TRENDS JUMPING OFF THE CHARTS
"This past year was an off-the-chart year. In 1998, the
Earth's average temperature literally went off the top of the chart we have
been using for years in Vital Signs," said Worldwatch President Lester Brown,
co-author of Vital Signs 1999: The Environmental Trends That Are Shaping Our
Future.
This record-high temperature, leading to more evaporation
and rainfall and powering more destructive storms, may have helped push other
indicators off the chart as well. For example, weather-related damage worldwide
totaled $92 billion in 1998, up a staggering 53 percent from the previous
record of $60 billion in 1996. This huge jump not only went off the top of the
chart, it went off the page.
Record storms and floods drove an astounding 300 million or
more people from their homes in 1998, more people than live in the United
States, noted the study, funded by the W. Alton Jones Foundation and the UN
Population Fund. Many of those forced from their homes lived in China's Yangtze
River valley, in Bangladesh, and in eastern India. Smaller numbers, living in
the Caribbean and Central America, were driven from their homes by two of the
most powerful hurricanes ever to have come out of the Atlantic: Georges and
Mitch.
Was this a glimpse of the future? Are rising atmospheric
levels of carbon dioxide from fossil fuel burning causing climate change to
spiral out of control? Or was 1998 an aberration, something that happens rarely
and may never be repeated? We cannot know for sure, but climate simulation
models suggest that the events of 1998 could be a window on the future, a
consequence of failing to rein in carbon emissions soon enough.

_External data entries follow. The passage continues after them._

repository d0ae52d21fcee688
use diesel::prelude::*;
use diesel_async::RunQueryDsl;

use crate::db::Database;
use crate::error::{AdspotError, Result};

mod schema;
use schema::person_details;

#[derive(Insertable)]
#[diesel(table_name = person_details)]
struct NewPersonDetails<'a> {
    data: &'a str,
}

/// Append-only sink for person-location events. Rows hold the raw JSON text.
#[derive(Clone)]
pub struct PersonEventStore {
    db: Database,
}

impl PersonEventStore {
    pub fn new(db: Database) -> Self {
        Self { db }
    }

    pub async fn insert_json(&self, data: &str) -> Result<()> {
        let mut conn = self.db.conn().await?;
        diesel::insert_into(person_details::table)
            .values(&NewPersonDetails { data })
            .execute(&mut conn)
            .await
            .map_err(|e| AdspotError::Database(e.to_string()))?;
        Ok(())
    }

    pub async fn count(&self) -> Result<i64> {
        let mut conn = self.db.conn().await?;
        person_details::table
            .count()
            .get_result(&mut conn)
            .await
            .map_err(|e| AdspotError::Database(e.to_string()))
    }

    /// Most recent rows first.
    pub async fn latest(&self, limit: usize) -> Result<Vec<String>> {
        let mut conn = self.db.conn().await?;
        person_details::table
            .select(person_details::data)
            .order(person_details::id.desc())
            .limit(limit as i64)
            .load(&mut conn)
            .await
            .map_err(|e| AdspotError::Database(e.to_string()))
    }
}
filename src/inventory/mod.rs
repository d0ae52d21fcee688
use std::path::Path;

use diesel::prelude::*;
use diesel::sql_types::{BigInt, Nullable, Text};
use diesel_async::scoped_futures::ScopedFutureExt;
use diesel_async::{AsyncConnection, RunQueryDsl};
use serde::{Deserialize, Serialize};

use crate::db::Database;
use crate::error::{AdspotError, Result};

mod schema;
use schema::inventory_table;

#[derive(Debug, Clone, PartialEq, Serialize, Deserialize)]
pub struct MapPoint {
    pub latitude: f64,
    pub longitude: f64,
    pub location_name: Option<String>,
}

#[derive(Debug, Clone, PartialEq, Eq, Serialize, Deserialize)]
pub struct ProvinceCount {
    pub province: Option<String>,
    pub count: i64,
}

impl ProvinceCount {
    pub fn label(&self) -> &str {
        self.province.as_deref().unwrap_or("Unknown")
    }
}

/// One inventory row as it appears in the reference CSV.
#[derive(Debug, Clone, Default, Deserialize, Insertable)]
#[diesel(table_name = inventory_table)]
pub struct InventoryRecord {
    #[serde(rename = "Location_Name", default)]
    pub location_name: Option<String>,
    #[serde(rename = "Address", default)]
    pub address: Option<String>,
    #[serde(rename = "City", default)]
    pub city: Option<String>,
    #[serde(rename = "Province", default)]
    pub province: Option<String>,
    #[serde(rename = "Latitude", default)]
    pub latitude: Option<f64>,
    #[serde(rename = "Longitude", default)]
    pub longitude: Option<f64>,
}

#[derive(QueryableByName)]
struct ProvinceCountRow {
    #[diesel(sql_type = Nullable<Text>)]
    province: Option<String>,
    #[diesel(sql_type = BigInt)]
    count: i64,
}

#[derive(Clone)]
pub struct InventoryStore {
    db: Database,
}

impl InventoryStore {
    pub fn new(db: Database) -> Self {
        Self { db }
    }

    pub async fn map_points(&self) -> Result<Vec<MapPoint>> {
        let mut conn = self.db.conn().await?;
        let rows: Vec<(Option<f64>, Option<f64>, Option<String>)> = inventory_table::table
            .filter(inventory_table::latitude.is_not_null())
            .filter(inventory_table::longitude.is_not_null())
            .select((
                inventory_table::latitude,
                inventory_table::longitude,
                inventory_table::location_name,
            ))
            .order(inventory_table::id.asc())
            .load(&mut conn)
            .await
            .map_err(|e| AdspotError::Database(e.to_string()))?;

        Ok(rows
            .into_iter()
            .filter_map(|(latitude, longitude, location_name)| {
                Some(MapPoint {
                    latitude: latitude?,
                    longitude: longitude?,
                    location_name,
                })
            })
            .collect())
    }

    /// Rows per province, largest first; equal counts are ordered by province name.
    pub async fn province_counts(&self) -> Result<Vec<ProvinceCount>> {
        let mut conn = self.db.conn().await?;
        let rows: Vec<ProvinceCountRow> = diesel::sql_query(
            "SELECT Province AS province, COUNT(*) AS count
             FROM inventory_table
             GROUP BY Province
             ORDER BY count DESC, Province ASC",
        )
        .load(&mut conn)
        .await
        .map_err(|e| AdspotError::Database(e.to_string()))?;

        Ok(rows
            .into_iter()
            .map(|row| ProvinceCount {
                province: row.province,
                count: row.count,
            })
            .collect())
    }

    /// Inserts all records in one transaction; a failing row leaves the table untouched.
    pub async fn insert_records(&self, records: &[InventoryRecord]) -> Result<usize> {
        let mut conn = self.db.conn().await?;
        conn.transaction::<_, diesel::result::Error, _>(|conn| {
            async move {
                let mut inserted = 0;
                // Row by row: SQLite cannot batch rows whose optional columns fall back to DEFAULT.
                for record in records {
                    inserted += diesel::insert_into(inventory_table::table)
                        .values(record)
                        .execute(conn)
                        .await?;
                }
                Ok(inserted)
            }
            .scope_boxed()
        })
        .await
        .map_err(|e| AdspotError::Database(e.to_string()))
    }

    pub async fn import_csv(&self, path: impl AsRef<Path>) -> Result<usize> {
        let records = read_inventory_csv(path)?;
        let inserted = self.insert_records(&records).await?;
        tracing::info!(inserted, "imported inventory records");
        Ok(inserted)
    }
}

pub fn read_inventory_csv(path: impl AsRef<Path>) -> Result<Vec<InventoryRecord>> {
    let mut reader =
        csv::Reader::from_path(path.as_ref()).map_err(|e| AdspotError::Config(e.to_string()))?;
    reader
        .deserialize()
        .map(|row| row.map_err(|e| AdspotError::Serialization(e.to_string())))
        .collect()
}
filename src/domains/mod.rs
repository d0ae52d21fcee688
pub mod chat;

While the rise in the Earth's temperature was accelerating,
the growth of the global economy was decelerating. Economic turmoil in East
Asia, Russia, and Brazil slowed economic growth from 4.2 percent in 1997 to 2.2
percent in 1998, the slowest in seven years. Closely associated with the
economic turmoil was a 4 percent drop in international trade in 1998, the first
decline in 15 years. "The increase in armed conflict was another source of
turmoil in 1998," said co-author Michael Renner. After five annual declines,
the number of wars in the world climbed from 25 to 31 in 1998. Nearly all were
internal or civil wars in the developing world, except for Serbia's Kosovo
province.
Driven partly by concerns about climate change and partly by
depletion of fossil fuel resources, the world energy economy is undergoing
massive reconstruction, shifting from historically heavy reliance on oil and
coal to renewable energy sources, such as wind turbines and solar cells. While
wind use was expanding at 22 percent a year from 1990 to 1998, and solar at 16
percent per year, the use of oil was growing at less than 2 percent, and that
of coal was not increasing at all. Glimpses of the new emerging energy economy
can be seen in the solar cells rooftops of Japan and Germany and in the wind
farms of Denmark, India, Spain, and the U.S. states of Minnesota, Wyoming, and
Oregon.
The foundation is being laid for the emergence of wind and
solar cells as cornerstones of the new energy economy. The growth in world wind
generating capacity from 7,600 megawatts in 1997 to 9,600 in 1998 was
concentrated in a handful of countries. Germany led the way, adding 790
megawatts of capacity followed by Spain with 380 megawatts, Denmark with 308
megawatts, and the United States with 326 megawatts. Within the developing
world, India is the unquestioned leader with more than 900 megawatts of
generating capacity in operation. With the help of the Dutch, China began
operation in 1998 of its first commercial wind farm, a 24-megawatt project in
Inner Mongolia.
In 1998, sales of solar cells jumped 21 percent. Growth is
being fueled by a new photovoltaic roofing material that generates electricity.
In Japan nearly 7,000 rooftop solar systems were installed in 1998. The new
coalition government in Germany announced the goal of 100,000 solar roofs. In
response Royal Dutch Shell and Pilkington Solar International are together
building the world's largest solar cell manufacturing facility in Germany.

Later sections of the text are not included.